Exercise data: Begin

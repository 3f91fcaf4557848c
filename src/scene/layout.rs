use crate::foundation::core::{Point, Rect};

/// Fixed pixel layout of the activity grid on the canvas.
#[derive(Clone, Copy, Debug, PartialEq, serde::Serialize, serde::Deserialize)]
#[serde(default, deny_unknown_fields)]
pub struct GridLayout {
    /// Side of one square cell, in pixels.
    pub cell_px: u32,
    /// Left edge of the grid.
    pub origin_x: u32,
    /// Top edge of the grid.
    pub origin_y: u32,
}

impl Default for GridLayout {
    fn default() -> Self {
        Self {
            cell_px: 16,
            origin_x: 90,
            origin_y: 250,
        }
    }
}

/// Vertical anchor inside a cell, as a fraction of the cell height.
const ANCHOR_Y_FRAC: f64 = 0.92;

impl GridLayout {
    /// Bottom-center point where a tree in `(column, row)` is planted.
    pub fn anchor(&self, column: usize, row: usize) -> Point {
        let cell = f64::from(self.cell_px);
        Point::new(
            f64::from(self.origin_x) + column as f64 * cell + cell * 0.5,
            f64::from(self.origin_y) + row as f64 * cell + cell * ANCHOR_Y_FRAC,
        )
    }

    /// Pixel bounds covered by a `columns x rows` grid.
    pub fn bounds(&self, columns: usize, rows: usize) -> Rect {
        let cell = f64::from(self.cell_px);
        let x0 = f64::from(self.origin_x);
        let y0 = f64::from(self.origin_y);
        Rect::new(x0, y0, x0 + columns as f64 * cell, y0 + rows as f64 * cell)
    }
}

#[cfg(test)]
#[path = "../../tests/unit/scene/layout.rs"]
mod tests;
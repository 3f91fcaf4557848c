use super::*;

#[test]
fn mul_div255_variants_align() {
    for x in [0u16, 1, 127, 255] {
        for y in [0u16, 1, 127, 255] {
            assert_eq!(u16::from(mul_div255_u8(x, y)), mul_div255_u16(x, y));
        }
    }
    assert_eq!(mul_div255_u8(255, 255), 255);
    assert_eq!(mul_div255_u8(0, 255), 0);
}

#[test]
fn clamp01_handles_out_of_range_and_nan() {
    assert_eq!(clamp01(-3.0), 0.0);
    assert_eq!(clamp01(7.0), 1.0);
    assert_eq!(clamp01(f64::NAN), 0.0);
    assert_eq!(clamp01(0.25), 0.25);
}

#[test]
fn lerp_endpoints() {
    assert_eq!(lerp(28.0, 128.0, 0.0), 28.0);
    assert_eq!(lerp(28.0, 128.0, 1.0), 128.0);
}
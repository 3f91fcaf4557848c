pub(crate) mod layout;
pub(crate) mod palette;
pub(crate) mod select;
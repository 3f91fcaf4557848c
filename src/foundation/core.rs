use crate::foundation::error::{ForestError, ForestResult};

pub use kurbo::{Point, Rect};

/// Absolute 0-based frame index within a render.
#[derive(
    Clone, Copy, Debug, PartialEq, Eq, PartialOrd, Ord, Hash, serde::Serialize, serde::Deserialize,
)]
pub struct FrameIndex(pub u64);

/// Output canvas dimensions in pixels.
#[derive(Clone, Copy, Debug, PartialEq, Eq, serde::Serialize, serde::Deserialize)]
pub struct Canvas {
    /// Width in pixels.
    pub width: u32,
    /// Height in pixels.
    pub height: u32,
}

impl Canvas {
    /// Create a validated canvas with non-zero dimensions.
    pub fn new(width: u32, height: u32) -> ForestResult<Self> {
        if width == 0 || height == 0 {
            return Err(ForestError::validation(format!(
                "canvas must be at least 1x1, got {width}x{height}"
            )));
        }
        Ok(Self { width, height })
    }

    /// Byte length of an RGBA8 buffer covering this canvas.
    pub fn rgba_len(self) -> ForestResult<usize> {
        (self.width as usize)
            .checked_mul(self.height as usize)
            .and_then(|v| v.checked_mul(4))
            .ok_or_else(|| ForestError::render("canvas buffer size overflow"))
    }
}

/// Premultiplied RGBA8 (r,g,b already multiplied by a).
#[derive(Clone, Copy, Debug, PartialEq, Eq, serde::Serialize, serde::Deserialize)]
pub struct Rgba8Premul {
    /// Red channel premultiplied by alpha.
    pub r: u8,
    /// Green channel premultiplied by alpha.
    pub g: u8,
    /// Blue channel premultiplied by alpha.
    pub b: u8,
    /// Alpha channel.
    pub a: u8,
}

impl Rgba8Premul {
    /// Opaque color from straight RGB.
    pub fn opaque(r: u8, g: u8, b: u8) -> Self {
        Self { r, g, b, a: 255 }
    }

    /// Channels in buffer order.
    pub fn to_array(self) -> [u8; 4] {
        [self.r, self.g, self.b, self.a]
    }
}

#[cfg(test)]
#[path = "../../tests/unit/foundation/core.rs"]
mod tests;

Exercise data: End

> Assignment:
A complete answer gives every line of the data that includes "render".

> Task result:
/// Absolute 0-based frame index within a render.
            .ok_or_else(|| ForestError::render("canvas buffer size overflow"))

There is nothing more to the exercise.